> _What you will do_: The expected output is every entry below, exact in every character.

> _Dataset excerpts_:
Segment Open

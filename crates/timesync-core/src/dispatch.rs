//! Subscriber list broadcasting the current event list.
//!
//! Every synchronizer owns one [`EventDispatcher`]. Publishing replaces the
//! current list and calls each subscriber in the order it subscribed.

use timesync_types::TimeEvent;

/// Handler invoked with the event list after every publish.
pub type Listener = Box<dyn FnMut(&[TimeEvent])>;

/// Handle returned by [`EventDispatcher::subscribe`].
#[derive(Debug, Clone, Copy, PartialEq, Eq, PartialOrd, Ord, Hash)]
pub struct SubscriptionId(u64);

/// Holds the last published event list and its subscribers.
#[derive(Default)]
pub struct EventDispatcher {
    current: Vec<TimeEvent>,
    listeners: Vec<(SubscriptionId, Listener)>,
    next_id: u64,
}

impl EventDispatcher {
    /// Create a dispatcher with an empty current list.
    pub fn new() -> Self {
        Self::default()
    }

    /// Register a handler.
    ///
    /// With `dispatch_now` the handler is called once with the current list
    /// before this returns.
    pub fn subscribe(&mut self, mut listener: Listener, dispatch_now: bool) -> SubscriptionId {
        let id = SubscriptionId(self.next_id);
        self.next_id = self.next_id.saturating_add(1);
        if dispatch_now {
            listener(&self.current);
        }
        self.listeners.push((id, listener));
        id
    }

    /// Remove a handler. Returns `false` if it was not subscribed.
    pub fn unsubscribe(&mut self, id: SubscriptionId) -> bool {
        let before = self.listeners.len();
        self.listeners.retain(|(existing, _)| *existing != id);
        self.listeners.len() != before
    }

    /// Replace the current list and notify every subscriber.
    pub fn publish(&mut self, events: Vec<TimeEvent>) {
        self.current = events;
        for (_, listener) in &mut self.listeners {
            listener(&self.current);
        }
    }

    /// The last published list.
    pub fn current(&self) -> &[TimeEvent] {
        &self.current
    }
}

impl core::fmt::Debug for EventDispatcher {
    fn fmt(&self, f: &mut core::fmt::Formatter<'_>) -> core::fmt::Result {
        f.debug_struct("EventDispatcher")
            .field("current", &self.current)
            .field("subscribers", &self.listeners.len())
            .finish()
    }
}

Segment Closed

> _Answer area_:
filename crates/timesync-core/src/dispatch.rs
//! Subscriber list broadcasting the current event list.
//!
//! Every synchronizer owns one [`EventDispatcher`]. Publishing replaces the
//! current list and calls each subscriber in the order it subscribed.

use timesync_types::TimeEvent;

/// Handler invoked with the event list after every publish.
pub type Listener = Box<dyn FnMut(&[TimeEvent])>;

/// Handle returned by [`EventDispatcher::subscribe`].
#[derive(Debug, Clone, Copy, PartialEq, Eq, PartialOrd, Ord, Hash)]
pub struct SubscriptionId(u64);

/// Holds the last published event list and its subscribers.
#[derive(Default)]
pub struct EventDispatcher {
    current: Vec<TimeEvent>,
    listeners: Vec<(SubscriptionId, Listener)>,
    next_id: u64,
}

impl EventDispatcher {
    /// Create a dispatcher with an empty current list.
    pub fn new() -> Self {
        Self::default()
    }

    /// Register a handler.
    ///
    /// With `dispatch_now` the handler is called once with the current list
    /// before this returns.
    pub fn subscribe(&mut self, mut listener: Listener, dispatch_now: bool) -> SubscriptionId {
        let id = SubscriptionId(self.next_id);
        self.next_id = self.next_id.saturating_add(1);
        if dispatch_now {
            listener(&self.current);
        }
        self.listeners.push((id, listener));
        id
    }

    /// Remove a handler. Returns `false` if it was not subscribed.
    pub fn unsubscribe(&mut self, id: SubscriptionId) -> bool {
        let before = self.listeners.len();
        self.listeners.retain(|(existing, _)| *existing != id);
        self.listeners.len() != before
    }

    /// Replace the current list and notify every subscriber.
    pub fn publish(&mut self, events: Vec<TimeEvent>) {
        self.current = events;
        for (_, listener) in &mut self.listeners {
            listener(&self.current);
        }
    }

    /// The last published list.
    pub fn current(&self) -> &[TimeEvent] {
        &self.current
    }
}

impl core::fmt::Debug for EventDispatcher {
    fn fmt(&self, f: &mut core::fmt::Formatter<'_>) -> core::fmt::Result {
        f.debug_struct("EventDispatcher")
            .field("current", &self.current)
            .field("subscribers", &self.listeners.len())
            .finish()
    }
}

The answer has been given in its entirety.